Interviewee 5, Fashion Designer

f. Lack of unity in sustainability attitude Consumers play a role in shifting the fashion industry toward a more sustainable operation, however, the reality of how strong the consumers effect is, depends on how consistently consumers as a group act toward their fashion consumption choices. However, there are many types of consumers, and their consumption habits are different from one to another.

What makes them (the consumers) not strong enough is that consumers are very heterogeneous, like you have athlete consumers, you have poor consumers, highly educated consumers, not very highly educated consumers, motivated consumers, less motivated consumers.

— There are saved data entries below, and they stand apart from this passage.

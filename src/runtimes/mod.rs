pub mod cli;
pub mod runtime;

pub use cli::CliRuntime;
pub use runtime::ContainerRuntime;

use clap::ValueEnum;

/// Container runtime CLIs that share the `image ls` / `create` / `export` / `rm` surface.
#[derive(Debug, Copy, Clone, PartialEq, Eq, PartialOrd, Ord, ValueEnum)]
pub enum Engine {
    Docker,
    Nerdctl,
    Podman,
}

impl Engine {
    /// Executable invoked for this engine.
    pub fn program(self) -> &'static str {
        match self {
            Engine::Docker => "docker",
            Engine::Nerdctl => "nerdctl",
            Engine::Podman => "podman",
        }
    }
}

So, consumers are not a unify mass by any means. So that is part of the problem in many ways that by all indicators, consumers will not be unified in their demands.”

Interviewee 7, Fashion Industry Researcher In addition, fashion has many issues in the production process in which consumers do not have the power to influence, as such, there is a need for enforcement from regulatory agencies globally.

“Consumers can produce signals, They can create indicators for marketers that these kinds of changes are wanted, but they can't really drive the change. The change has to come from the government, because these kinds of cysts like the problems are so much about the way we produce, for example, our clothes and such. So, these are things those regular consumers have no power over. So, it has to come from the government or like the European Union and such. That's the only way forward, I'm afraid that it's so.”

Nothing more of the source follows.